The News Herald (Willoughby, OH)
Gregory Eippert, MD
Q: What can you tell me about diabetic retinopathy and how it affects my eyes? How often should I have my eyes checked if I have diabetes? A: Diabetes is the number one cause of blindness in the United States. With diabetes, your body does not use or store sugar (glucose), properly. High blood sugar levels or, severely fluctuating levels, can cause damage to the blood vessels in the retina, the nerve layer at the back of the eye that senses light and helps send images to the brain. Damage to the retinal blood vessels is called diabetic retinopathy and can be a serious sight-threatening complication of diabetes. Non-proliferative retinopathy or NPDR is an early form of the disease where the retinal blood vessels leak fluid or bleed. This bleeding and leakage can cause a macular edema, swelling of the macula, and can damage central vision. Proliferative retinopathy or PDR is an advanced form of the disease that occurs when blood vessels in the retina are replaced by new abnormal fragile vessels that bleed easily and may result in a sudden loss of vision. The signs and symptoms of diabetic retinopathy can appear in one eye only but usually both eyes are affected though not necessarily equally. Treatment of diabetic retinopathy varies depending on the extent of the disease. In the early stages of NPDR, regular monitoring may be the only treatment. Following your doctor’s advice for diet and exercise and controlling blood sugar levels can help control the progression of diabetic retinopathy.
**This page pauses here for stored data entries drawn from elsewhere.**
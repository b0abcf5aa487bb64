use syllabus_browser::{find_browser_binary, BrowserEngine};
use syllabus_core::config::{PASSWORD_ENV, USERNAME_ENV};

use super::Context;

/// Check everything a run needs before opening a browser.
pub async fn run(ctx: &Context) -> anyhow::Result<()> {
    println!();
    println!("🩺 syllabi doctor");
    println!("================================");
    println!();

    let mut ok_count = 0u32;
    let mut err_count = 0u32;

    // --- 1. Config ---
    println!("📋 Configuration");
    if ctx.config_path.exists() {
        print_ok("Config file exists", &ctx.config_path.display().to_string());
        ok_count += 1;
    } else {
        print_warn("Config file not found", "Using defaults; run `syllabi init` to create one");
    }

    let config = match ctx.load_config() {
        Ok(config) => {
            print_ok("Config parses", "");
            ok_count += 1;
            config
        }
        Err(e) => {
            print_err("Config does not parse", &format!("{:#}", e));
            println!();
            println!("{} ok, 1 error", ok_count);
            return Err(e);
        }
    };

    if config.credentials.is_complete() {
        print_ok("Credentials configured", &config.credentials.username);
        ok_count += 1;
    } else {
        print_err(
            "Credentials missing",
            &format!("Set them in the config or export {} / {}", USERNAME_ENV, PASSWORD_ENV),
        );
        err_count += 1;
    }

    match config.validate() {
        Ok(()) => {
            print_ok("Config valid", "");
            ok_count += 1;
        }
        Err(e) if config.credentials.is_complete() => {
            print_err("Config invalid", &e.to_string());
            err_count += 1;
        }
        Err(_) => {}
    }
    println!("  Portal: {}", config.portal.login_url);
    println!();

    // --- 2. Browser ---
    println!("🌐 Browser");
    let engine = BrowserEngine::parse(&config.browser.engine);
    match find_browser_binary(engine) {
        Some(binary) => {
            print_ok(&format!("{} found", engine.name()), &binary);
            ok_count += 1;
        }
        None => {
            print_err(
                &format!("{} not found", engine.name()),
                "Install it or set browser.engine in the config",
            );
            err_count += 1;
        }
    }
    println!();

    // --- 3. Output ---
    println!("📁 Output");
    let downloads = ctx.paths.downloads_dir();
    match std::fs::create_dir_all(&downloads) {
        Ok(()) => {
            let probe = downloads.join(".doctor_test");
            match std::fs::write(&probe, "test") {
                Ok(()) => {
                    let _ = std::fs::remove_file(&probe);
                    print_ok("Downloads directory writable", &downloads.display().to_string());
                    ok_count += 1;
                }
                Err(e) => {
                    print_err("Downloads directory not writable", &e.to_string());
                    err_count += 1;
                }
            }
        }
        Err(e) => {
            print_err("Cannot create downloads directory", &e.to_string());
            err_count += 1;
        }
    }
    if ctx.paths.report_file().exists() {
        println!(
            "  Previous report: {}",
            ctx.paths.report_file().display()
        );
    }
    println!();

    println!("{} ok, {} error(s)", ok_count, err_count);
    if err_count > 0 {
        anyhow::bail!("{} check(s) failed", err_count);
    }
    Ok(())
}

fn print_ok(label: &str, detail: &str) {
    if detail.is_empty() {
        println!("  ✅ {}", label);
    } else {
        println!("  ✅ {} — {}", label, detail);
    }
}

fn print_warn(label: &str, hint: &str) {
    if hint.is_empty() {
        println!("  ⚠️  {}", label);
    } else {
        println!("  ⚠️  {} — {}", label, hint);
    }
}

fn print_err(label: &str, hint: &str) {
    if hint.is_empty() {
        println!("  ❌ {}", label);
    } else {
        println!("  ❌ {} — {}", label, hint);
    }
}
When treating PDR, laser surgery may be required to seal leaking blood vessels, or injections and/or medications to decrease inflammation or stop formation of new abnormal blood vessels. In advanced cases, vitreous surgery or surgical repair may be required. Anyone who has diabetes is at risk of developing diabetic retinopathy. Since diabetic retinopathy is a disease that remains asymptomatic until a very advanced stage, it is extremely important that you see your eye doctor at least once a year for a complete dilated retinal exam, or more often as recommended. Your eye doctor will send a report of the eye exam to your primary care provider or diabetes specialist. Early detection and treatment can limit the potential for significant vision loss from diabetic retinopathy.